Exercise objective
The word to look for is "into". Report every line of the entries below that has it.

◆ ◆ ◆ ◆ ◆

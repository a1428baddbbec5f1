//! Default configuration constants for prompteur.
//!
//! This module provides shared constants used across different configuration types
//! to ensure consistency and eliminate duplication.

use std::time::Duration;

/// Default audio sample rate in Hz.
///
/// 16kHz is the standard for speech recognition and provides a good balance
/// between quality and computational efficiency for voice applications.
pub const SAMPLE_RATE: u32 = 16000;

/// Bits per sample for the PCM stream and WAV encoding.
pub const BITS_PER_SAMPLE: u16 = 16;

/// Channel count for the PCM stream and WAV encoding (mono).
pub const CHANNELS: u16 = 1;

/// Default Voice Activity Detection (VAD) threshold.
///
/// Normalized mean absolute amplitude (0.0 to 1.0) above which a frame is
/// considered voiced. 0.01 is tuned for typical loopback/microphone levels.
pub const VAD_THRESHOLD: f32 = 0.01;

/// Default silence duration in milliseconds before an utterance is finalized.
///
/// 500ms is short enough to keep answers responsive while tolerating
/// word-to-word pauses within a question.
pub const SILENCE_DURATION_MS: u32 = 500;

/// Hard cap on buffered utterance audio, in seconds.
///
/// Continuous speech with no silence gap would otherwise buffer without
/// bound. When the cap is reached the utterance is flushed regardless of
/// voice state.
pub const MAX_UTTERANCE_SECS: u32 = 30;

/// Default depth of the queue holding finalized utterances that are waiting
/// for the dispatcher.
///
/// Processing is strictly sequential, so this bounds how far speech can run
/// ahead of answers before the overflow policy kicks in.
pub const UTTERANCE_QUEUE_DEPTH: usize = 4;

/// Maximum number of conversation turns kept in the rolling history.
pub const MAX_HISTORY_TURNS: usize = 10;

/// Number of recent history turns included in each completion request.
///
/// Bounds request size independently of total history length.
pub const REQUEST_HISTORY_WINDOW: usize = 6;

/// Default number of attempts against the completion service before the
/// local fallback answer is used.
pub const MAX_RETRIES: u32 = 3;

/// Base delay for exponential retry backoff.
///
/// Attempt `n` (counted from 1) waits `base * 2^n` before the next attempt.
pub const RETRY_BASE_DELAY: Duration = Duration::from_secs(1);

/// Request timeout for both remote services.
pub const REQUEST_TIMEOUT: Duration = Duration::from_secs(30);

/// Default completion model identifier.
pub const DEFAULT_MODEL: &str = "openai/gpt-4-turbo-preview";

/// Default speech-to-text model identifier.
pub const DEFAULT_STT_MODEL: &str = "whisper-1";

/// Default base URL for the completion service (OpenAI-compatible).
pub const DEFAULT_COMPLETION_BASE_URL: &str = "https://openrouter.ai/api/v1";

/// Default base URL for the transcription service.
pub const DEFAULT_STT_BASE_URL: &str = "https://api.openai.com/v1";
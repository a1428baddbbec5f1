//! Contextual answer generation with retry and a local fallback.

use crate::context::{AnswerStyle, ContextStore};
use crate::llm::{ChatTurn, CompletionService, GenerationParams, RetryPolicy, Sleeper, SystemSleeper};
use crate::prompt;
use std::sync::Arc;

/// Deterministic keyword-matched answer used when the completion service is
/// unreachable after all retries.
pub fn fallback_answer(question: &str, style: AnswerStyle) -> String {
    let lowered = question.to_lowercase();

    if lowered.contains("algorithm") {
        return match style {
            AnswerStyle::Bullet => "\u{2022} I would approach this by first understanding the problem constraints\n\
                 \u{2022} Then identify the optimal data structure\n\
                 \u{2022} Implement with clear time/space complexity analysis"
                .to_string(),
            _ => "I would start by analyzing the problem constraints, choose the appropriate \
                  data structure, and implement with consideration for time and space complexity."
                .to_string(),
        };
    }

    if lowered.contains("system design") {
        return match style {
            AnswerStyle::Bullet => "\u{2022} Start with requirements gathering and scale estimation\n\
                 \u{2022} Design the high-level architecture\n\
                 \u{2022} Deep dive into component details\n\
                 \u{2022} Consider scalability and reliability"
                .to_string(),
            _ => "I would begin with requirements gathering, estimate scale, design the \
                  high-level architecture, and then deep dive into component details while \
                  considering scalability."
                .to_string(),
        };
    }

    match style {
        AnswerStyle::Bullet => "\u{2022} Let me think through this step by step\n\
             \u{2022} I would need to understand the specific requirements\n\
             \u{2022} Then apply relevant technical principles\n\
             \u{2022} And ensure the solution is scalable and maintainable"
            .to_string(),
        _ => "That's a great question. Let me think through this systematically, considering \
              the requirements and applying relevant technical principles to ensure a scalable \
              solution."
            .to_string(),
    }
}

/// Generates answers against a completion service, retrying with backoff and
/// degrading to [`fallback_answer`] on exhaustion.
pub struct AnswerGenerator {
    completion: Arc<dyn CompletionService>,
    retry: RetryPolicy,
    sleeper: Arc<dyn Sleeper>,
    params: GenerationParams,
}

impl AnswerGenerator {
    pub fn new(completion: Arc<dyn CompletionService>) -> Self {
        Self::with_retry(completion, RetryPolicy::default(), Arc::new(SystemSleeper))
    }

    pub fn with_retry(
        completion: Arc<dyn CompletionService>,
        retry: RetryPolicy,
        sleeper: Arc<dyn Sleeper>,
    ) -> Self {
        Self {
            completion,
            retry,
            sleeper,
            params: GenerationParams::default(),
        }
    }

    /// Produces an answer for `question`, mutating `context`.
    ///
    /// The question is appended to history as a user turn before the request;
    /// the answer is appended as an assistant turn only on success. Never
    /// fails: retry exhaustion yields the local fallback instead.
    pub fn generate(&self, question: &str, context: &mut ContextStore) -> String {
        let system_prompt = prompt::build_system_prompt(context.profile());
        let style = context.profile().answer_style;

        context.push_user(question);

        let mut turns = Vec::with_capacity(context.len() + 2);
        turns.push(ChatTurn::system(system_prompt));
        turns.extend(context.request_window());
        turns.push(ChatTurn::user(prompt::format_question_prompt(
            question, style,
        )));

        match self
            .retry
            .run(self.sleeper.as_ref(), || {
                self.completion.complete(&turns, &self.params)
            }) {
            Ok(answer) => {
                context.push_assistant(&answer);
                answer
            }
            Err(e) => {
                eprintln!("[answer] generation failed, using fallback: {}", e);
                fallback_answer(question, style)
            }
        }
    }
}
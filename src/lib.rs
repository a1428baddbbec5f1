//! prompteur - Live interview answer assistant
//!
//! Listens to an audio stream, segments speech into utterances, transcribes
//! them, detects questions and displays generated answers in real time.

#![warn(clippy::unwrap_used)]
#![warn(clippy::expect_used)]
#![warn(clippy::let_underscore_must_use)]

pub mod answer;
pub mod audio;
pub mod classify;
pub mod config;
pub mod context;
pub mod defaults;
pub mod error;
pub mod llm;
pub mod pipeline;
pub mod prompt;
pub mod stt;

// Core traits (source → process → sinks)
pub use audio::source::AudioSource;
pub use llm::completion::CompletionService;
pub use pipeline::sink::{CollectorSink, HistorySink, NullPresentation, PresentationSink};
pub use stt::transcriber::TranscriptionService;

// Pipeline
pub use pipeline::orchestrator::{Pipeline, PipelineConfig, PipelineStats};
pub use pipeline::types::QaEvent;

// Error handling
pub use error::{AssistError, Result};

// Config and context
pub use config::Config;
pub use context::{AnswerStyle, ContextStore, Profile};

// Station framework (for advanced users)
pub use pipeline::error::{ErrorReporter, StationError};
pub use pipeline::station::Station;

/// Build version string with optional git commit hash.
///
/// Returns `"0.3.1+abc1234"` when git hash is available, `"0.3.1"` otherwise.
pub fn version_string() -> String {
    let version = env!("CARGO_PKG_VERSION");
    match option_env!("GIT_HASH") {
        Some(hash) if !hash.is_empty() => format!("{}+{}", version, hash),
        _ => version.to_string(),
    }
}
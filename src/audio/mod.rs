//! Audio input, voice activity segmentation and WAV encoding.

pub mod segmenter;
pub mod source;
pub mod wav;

◆ ◆ ◆ ◆ ◆

Task solution
                 \u{2022} Deep dive into component details\n\
                  high-level architecture, and then deep dive into component details while \
//! Listens to an audio stream, segments speech into utterances, transcribes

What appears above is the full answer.